On Saturday, 30 March 2024 at 22:37:53 UTC, Carl Sturtivant wrote:
I'm inclined to a view that keeps more "it just works" options
open. Regard the parameter names as a part of the type (which I
am very grateful for them being currently) and just regard part
of the definition of "type equality" as being to ignore
parameter names when comparing types.
With this viewpoint, ParameterIdentifierTuple should be
repaired to work with function types just as it works with
functions, and the current behavior is a bug.

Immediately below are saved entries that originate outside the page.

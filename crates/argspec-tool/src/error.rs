//! Errors of the tool layer.
//!
//! Argument problems never show up here: they are part of a normal call
//! result. These are host-side failures.

use std::path::PathBuf;

use thiserror::Error;

use argspec_core::PathError;

/// Registry-level failure.
#[derive(Error, Debug)]
pub enum ToolError {
    #[error("unknown tool: {0}")]
    UnknownTool(String),

    #[error("a tool named {0} is already registered")]
    DuplicateTool(String),
}

/// Failure to open a project directory.
#[derive(Error, Debug)]
pub enum WorkspaceError {
    #[error("cannot open project at {path}: {source}")]
    Io {
        path: PathBuf,
        #[source]
        source: std::io::Error,
    },

    #[error("project path is not a directory: {0}")]
    NotADirectory(PathBuf),

    #[error("project path is not valid UTF-8: {0}")]
    NonUtf8(PathBuf),

    #[error("invalid project location: {0}")]
    Location(#[from] PathError),
}
//! # Argument Errors
//!
//! One error per rejected argument, and the ordered collection the
//! applicative combinators hand to the failure branch.
//!
//! The `Display` text of every [`ArgError`] is the message shown to the
//! remote caller, so its wording is part of the wire contract.

use std::fmt;

use serde::ser::{Serialize, SerializeMap, Serializer};
use thiserror::Error;

/// Wire type an argument was expected to carry.
#[derive(Debug, Clone, Copy, PartialEq, Eq, Hash)]
pub enum ExpectedType {
    String,
    Integer,
    Boolean,
    StringArray,
}

impl ExpectedType {
    /// Noun phrase used in mismatch messages.
    pub fn as_str(&self) -> &'static str {
        match self {
            Self::String => "a string",
            Self::Integer => "an integer",
            Self::Boolean => "a boolean",
            Self::StringArray => "an array of strings",
        }
    }
}

impl fmt::Display for ExpectedType {
    fn fmt(&self, f: &mut fmt::Formatter<'_>) -> fmt::Result {
        f.write_str(self.as_str())
    }
}

/// Inclusive numeric bound that a value failed to satisfy.
#[derive(Debug, Clone, Copy, PartialEq, Eq, Hash)]
pub enum RangeBound {
    AtLeast(i64),
    AtMost(i64),
}

impl fmt::Display for RangeBound {
    fn fmt(&self, f: &mut fmt::Formatter<'_>) -> fmt::Result {
        match self {
            Self::AtLeast(min) => write!(f, "at least {min}"),
            Self::AtMost(max) => write!(f, "at most {max}"),
        }
    }
}

/// Why a single argument was rejected.
///
/// Every variant carries the argument key so the error can be placed in an
/// [`ArgErrors`] map without extra bookkeeping.
#[derive(Error, Debug, Clone, PartialEq, Eq)]
pub enum ArgError {
    /// A required key was absent, `null`, or a blank string.
    #[error("{key} is required")]
    MissingRequired { key: String },

    /// The key was present with the wrong JSON type.
    #[error("{key} must be {expected}")]
    TypeMismatch { key: String, expected: ExpectedType },

    /// An integer fell outside an inclusive `min`/`max` refinement.
    #[error("{key} must be {bound}")]
    RangeViolation { key: String, bound: RangeBound },

    /// A string did not fully match a declared pattern. The message is
    /// supplied by the declaration.
    #[error("{message}")]
    PatternViolation { key: String, message: String },

    /// An enum name was not one of the declared variants.
    #[error("{key} must be one of: {}", .allowed.join(", "))]
    EnumViolation { key: String, allowed: Vec<String> },

    /// A project-relative path normalized to a location above its base.
    #[error("Path is outside the project directory")]
    TraversalViolation { key: String },

    /// A path that must be absolute was relative.
    #[error("{key} is not absolute")]
    NotAbsolute { key: String },

    /// No open project lives at the given location.
    #[error("Project not found at path: {path}")]
    ProjectNotFound { key: String, path: String },
}

impl ArgError {
    /// The argument key this error belongs to.
    pub fn key(&self) -> &str {
        match self {
            Self::MissingRequired { key }
            | Self::TypeMismatch { key, .. }
            | Self::RangeViolation { key, .. }
            | Self::PatternViolation { key, .. }
            | Self::EnumViolation { key, .. }
            | Self::TraversalViolation { key }
            | Self::NotAbsolute { key }
            | Self::ProjectNotFound { key, .. } => key,
        }
    }

    /// Caller-facing message.
    pub fn message(&self) -> String {
        self.to_string()
    }
}

/// Ordered map from argument key to its error.
///
/// Iteration follows insertion order, which the combinators guarantee is
/// declaration order. Inserting a key that is already present replaces the
/// error in place.
#[derive(Debug, Clone, Default, PartialEq, Eq)]
pub struct ArgErrors {
    errors: Vec<ArgError>,
}

impl ArgErrors {
    pub fn new() -> Self {
        Self::default()
    }

    /// Insert an error, replacing any earlier error for the same key.
    pub fn insert(&mut self, error: ArgError) {
        match self.errors.iter_mut().find(|e| e.key() == error.key()) {
            Some(slot) => *slot = error,
            None => self.errors.push(error),
        }
    }

    /// Returns the number of rejected arguments.
    pub fn len(&self) -> usize {
        self.errors.len()
    }

    /// Returns true if no argument was rejected.
    pub fn is_empty(&self) -> bool {
        self.errors.is_empty()
    }

    pub fn get(&self, key: &str) -> Option<&ArgError> {
        self.errors.iter().find(|e| e.key() == key)
    }

    pub fn contains_key(&self, key: &str) -> bool {
        self.get(key).is_some()
    }

    /// Rejected keys in declaration order.
    pub fn keys(&self) -> impl Iterator<Item = &str> {
        self.errors.iter().map(ArgError::key)
    }

    pub fn iter(&self) -> std::slice::Iter<'_, ArgError> {
        self.errors.iter()
    }

    /// All messages joined with `", "`, the form sent back to the caller.
    pub fn joined(&self) -> String {
        self.errors
            .iter()
            .map(ArgError::message)
            .collect::<Vec<_>>()
            .join(", ")
    }

    /// Consumes self and returns the inner Vec.
    pub fn into_inner(self) -> Vec<ArgError> {
        self.errors
    }
}

impl fmt::Display for ArgErrors {
    fn fmt(&self, f: &mut fmt::Formatter<'_>) -> fmt::Result {
        f.write_str(&self.joined())
    }
}

impl Extend<ArgError> for ArgErrors {
    fn extend<I: IntoIterator<Item = ArgError>>(&mut self, iter: I) {
        for error in iter {
            self.insert(error);
        }
    }
}

impl FromIterator<ArgError> for ArgErrors {
    fn from_iter<I: IntoIterator<Item = ArgError>>(iter: I) -> Self {
        let mut errors = Self::new();
        errors.extend(iter);
        errors
    }
}

impl IntoIterator for ArgErrors {
    type Item = ArgError;
    type IntoIter = std::vec::IntoIter<ArgError>;

    fn into_iter(self) -> Self::IntoIter {
        self.errors.into_iter()
    }
}

impl<'a> IntoIterator for &'a ArgErrors {
    type Item = &'a ArgError;
    type IntoIter = std::slice::Iter<'a, ArgError>;

    fn into_iter(self) -> Self::IntoIter {
        self.errors.iter()
    }
}

/// Serializes as a JSON object `{key: message}` in declaration order.
impl Serialize for ArgErrors {
    fn serialize<S: Serializer>(&self, serializer: S) -> Result<S::Ok, S::Error> {
        let mut map = serializer.serialize_map(Some(self.errors.len()))?;
        for error in &self.errors {
            map.serialize_entry(error.key(), &error.message())?;
        }
        map.end()
    }
}

#[cfg(test)]
mod tests {
    use super::*;

    fn missing(key: &str) -> ArgError {
        ArgError::MissingRequired { key: key.to_string() }
    }

    #[test]
    fn test_messages_match_wire_wording() {
        assert_eq!(missing("query").to_string(), "query is required");
        assert_eq!(
            ArgError::TypeMismatch {
                key: "limit".into(),
                expected: ExpectedType::Integer
            }
            .to_string(),
            "limit must be an integer"
        );
        assert_eq!(
            ArgError::RangeViolation {
                key: "limit".into(),
                bound: RangeBound::AtLeast(1)
            }
            .to_string(),
            "limit must be at least 1"
        );
        assert_eq!(
            ArgError::EnumViolation {
                key: "color".into(),
                allowed: vec!["RED".into(), "GREEN".into(), "BLUE".into()]
            }
            .to_string(),
            "color must be one of: RED, GREEN, BLUE"
        );
        assert_eq!(
            ArgError::TraversalViolation { key: "filePath".into() }.to_string(),
            "Path is outside the project directory"
        );
        assert_eq!(
            ArgError::TypeMismatch {
                key: "names".into(),
                expected: ExpectedType::StringArray
            }
            .to_string(),
            "names must be an array of strings"
        );
    }

    #[test]
    fn test_pattern_violation_uses_declared_message() {
        let err = ArgError::PatternViolation {
            key: "id".into(),
            message: "id must be lowercase".into(),
        };
        assert_eq!(err.key(), "id");
        assert_eq!(err.to_string(), "id must be lowercase");
    }

    #[test]
    fn test_errors_keep_insertion_order() {
        let errors: ArgErrors = [missing("b"), missing("a"), missing("c")]
            .into_iter()
            .collect();
        assert_eq!(errors.keys().collect::<Vec<_>>(), vec!["b", "a", "c"]);
        assert_eq!(errors.joined(), "b is required, a is required, c is required");
    }

    #[test]
    fn test_insert_same_key_replaces_in_place() {
        let mut errors = ArgErrors::new();
        errors.insert(missing("a"));
        errors.insert(missing("b"));
        errors.insert(ArgError::NotAbsolute { key: "a".into() });
        assert_eq!(errors.len(), 2);
        assert_eq!(errors.keys().collect::<Vec<_>>(), vec!["a", "b"]);
        assert_eq!(errors.get("a").map(ArgError::message).as_deref(), Some("a is not absolute"));
    }

    #[test]
    fn test_serializes_as_ordered_object() {
        let errors: ArgErrors = [missing("z"), missing("a")].into_iter().collect();
        let json = serde_json::to_string(&errors).unwrap();
        assert_eq!(json, r#"{"z":"z is required","a":"a is required"}"#);
    }

    #[test]
    fn test_empty_errors() {
        let errors = ArgErrors::new();
        assert!(errors.is_empty());
        assert_eq!(errors.joined(), "");
        assert!(!errors.contains_key("a"));
    }
}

Maybe, but one of its unittests specifically tests that a
function pointer has no parameter identifiers:
```d
// might be changed in the future?
void function(int num, string name) fp;
static assert([ParameterIdentifierTuple!fp] == ["", ""]);
```
And changing in the future got quite a bit of push back in that
PR link.
This is because `fp` is declared using a function pointer type,
and the author of the test did not think function pointer types
should include identifiers. So it seems logical that
ParameterIdentifierTuple should not give identifiers for a
function type either.
If a function type does include identifiers, then would two
function types with the same argument types but different
identifiers compare equal using `is`?
Incidentally, I tried
```D
extern typeof(foo) func;
```
to say that func was an actual function (`extern` so defined
elsewhere) whose type was the type of the function `int foo(int
num, string name, int);` so I can then use
`ParameterIdentifierTuple` on a function, not a type,
Nice try!
but the compiler said `bug1.d(5): Error: variable ``bug1.func``
cannot be declared to be a function`. Seems unreasonable given
the implied semantics.
Yes, it's not possible to instantiate a function type.